Stored items from a collection:

// SPDX-License-Identifier: BUSL-1.1
// Copyright (c) 2026 Alfred Jean LLC

//! Event store: log + projection + snapshot policy + crash recovery.
//!
//! The store is the single writer. `append` assigns the next sequence
//! number, makes the envelope durable, and only then applies it to the
//! in-memory projection. Opening the store replays snapshot + tail and
//! transitions any job that was `running` at crash time to
//! `unknown_after_crash`.

use crate::event_log::{EventLog, EventLogError};
use crate::snapshot::{Snapshot, SnapshotError};
use crate::state::RuntimeState;
use chrono::Utc;
use relay_core::constants::{SNAPSHOT_EVERY_EVENTS, SNAPSHOT_EVERY_SECONDS};
use relay_core::{Envelope, Event, JobId};
use std::path::{Path, PathBuf};
use std::time::{Duration, Instant};
use thiserror::Error;
use tracing::{debug, info};

const EVENTS_FILE: &str = "events.ndjson";
const SNAPSHOT_FILE: &str = "snapshot.json";

/// Errors from store operations. All of these are fatal to the engine;
/// a store that cannot write durably must not keep running.
#[derive(Debug, Error)]
pub enum StoreError {
    #[error(transparent)]
    Log(#[from] EventLogError),
    #[error(transparent)]
    Snapshot(#[from] SnapshotError),
    #[error("Snapshot covers seq {snapshot_seq} but the event log ends at {log_seq}")]
    SnapshotAhead { snapshot_seq: u64, log_seq: u64 },
}

/// Durable event store with periodic snapshots.
#[derive(Debug)]
pub struct EventStore {
    log: EventLog,
    state: RuntimeState,
    snapshot_path: PathBuf,
    events_since_snapshot: u64,
    last_snapshot_at: Instant,
}

impl EventStore {
    /// Open the store under `state_dir`, replay, and run crash recovery.
    ///
    /// Returns the store plus the ids of jobs that were `running` at crash
    /// time and are now `unknown_after_crash`. Those jobs are never retried
    /// automatically; the owner must ask.
    pub fn open(state_dir: &Path) -> Result<(Self, Vec<JobId>), StoreError> {
        let snapshot_path = state_dir.join(SNAPSHOT_FILE);

        let mut state = match Snapshot::load(&snapshot_path)? {
            Some(snapshot) => {
                debug!(seq = snapshot.seq, "snapshot loaded");
                snapshot.into_state()
            }
            None => RuntimeState::default(),
        };

        let snapshot_seq = state.last_seq;
        let (log, entries) = EventLog::open(&state_dir.join(EVENTS_FILE))?;

        if log.last_seq() < snapshot_seq {
            return Err(StoreError::SnapshotAhead {
                snapshot_seq,
                log_seq: log.last_seq(),
            });
        }

        let mut replayed = 0u64;
        for envelope in &entries {
            if envelope.seq <= snapshot_seq {
                continue;
            }
            state.apply(envelope);
            replayed += 1;
        }

        info!(
            snapshot_seq,
            replayed,
            last_seq = state.last_seq,
            "state replayed"
        );

        let mut store = Self {
            log,
            state,
            snapshot_path,
            events_since_snapshot: 0,
            last_snapshot_at: Instant::now(),
        };

        let marked = store.recover_running_jobs()?;
        Ok((store, marked))
    }

    /// Crash recovery: every job still `running` after replay was in flight
    /// when the process died. Its outcome is unknown; record that fact.
    ///
    /// Idempotent: a second pass finds no running jobs and marks nothing.
    fn recover_running_jobs(&mut self) -> Result<Vec<JobId>, StoreError> {
        let mut marked = Vec::new();
        for job_id in self.state.running_job_ids() {
            let thread_id = match self.state.jobs.get(&job_id) {
                Some(job) => job.thread_id.clone(),
                None => continue,
            };
            info!(job_id = %job_id, thread_id = %thread_id, "marking in-flight job unknown after crash");
            self.append(Event::JobMarkedUnknownAfterCrash {
                thread_id,
                job_id: job_id.clone(),
            })?;
            marked.push(job_id);
        }
        Ok(marked)
    }

    /// Append an event: assign `seq`, write durably, apply, maybe snapshot.
    ///
    /// Returns the assigned sequence number. Callers must hold the single
    /// writer lock; this type is not internally synchronized.
    pub fn append(&mut self, event: Event) -> Result<u64, StoreError> {
        let envelope = Envelope::new(self.state.last_seq + 1, Utc::now(), event);
        self.log.append(&envelope)?;
        self.state.apply(&envelope);

        debug!(seq = envelope.seq, kind = envelope.event.kind(), "event appended");

        self.events_since_snapshot += 1;
        self.maybe_snapshot()?;

        Ok(envelope.seq)
    }

    /// Snapshot when enough events or enough time (with at least one event)
    /// has accumulated since the last one.
    fn maybe_snapshot(&mut self) -> Result<(), StoreError> {
        let by_count = self.events_since_snapshot >= SNAPSHOT_EVERY_EVENTS;
        let by_time = self.events_since_snapshot >= 1
            && self.last_snapshot_at.elapsed() >= Duration::from_secs(SNAPSHOT_EVERY_SECONDS);
        if by_count || by_time {
            self.write_snapshot()?;
        }
        Ok(())
    }

    /// Write a snapshot now, resetting the policy counters.
    pub fn write_snapshot(&mut self) -> Result<(), StoreError> {
        Snapshot::capture(&self.state).save(&self.snapshot_path)?;
        self.events_since_snapshot = 0;
        self.last_snapshot_at = Instant::now();
        Ok(())
    }

    /// Read-only view of the projection.
    pub fn state(&self) -> &RuntimeState {
        &self.state
    }

    /// Deep copy of the projection for hand-out to external callers.
    pub fn state_snapshot(&self) -> RuntimeState {
        self.state.clone()
    }

    /// Highest durable sequence number.
    pub fn last_seq(&self) -> u64 {
        self.state.last_seq
    }
}

#[cfg(test)]
#[path = "store_tests.rs"]
mod tests;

> **INSTRUCTIONS TO FOLLOW**
Please retype the top of the data exactly, down to and including the line that holds "use chrono::Utc;", and nothing further.

> **RESPONSE BELOW**
// SPDX-License-Identifier: BUSL-1.1
// Copyright (c) 2026 Alfred Jean LLC

//! Event store: log + projection + snapshot policy + crash recovery.
//!
//! The store is the single writer. `append` assigns the next sequence
//! number, makes the envelope durable, and only then applies it to the
//! in-memory projection. Opening the store replays snapshot + tail and
//! transitions any job that was `running` at crash time to
//! `unknown_after_crash`.

use crate::event_log::{EventLog, EventLogError};
use crate::snapshot::{Snapshot, SnapshotError};
use crate::state::RuntimeState;
use chrono::Utc;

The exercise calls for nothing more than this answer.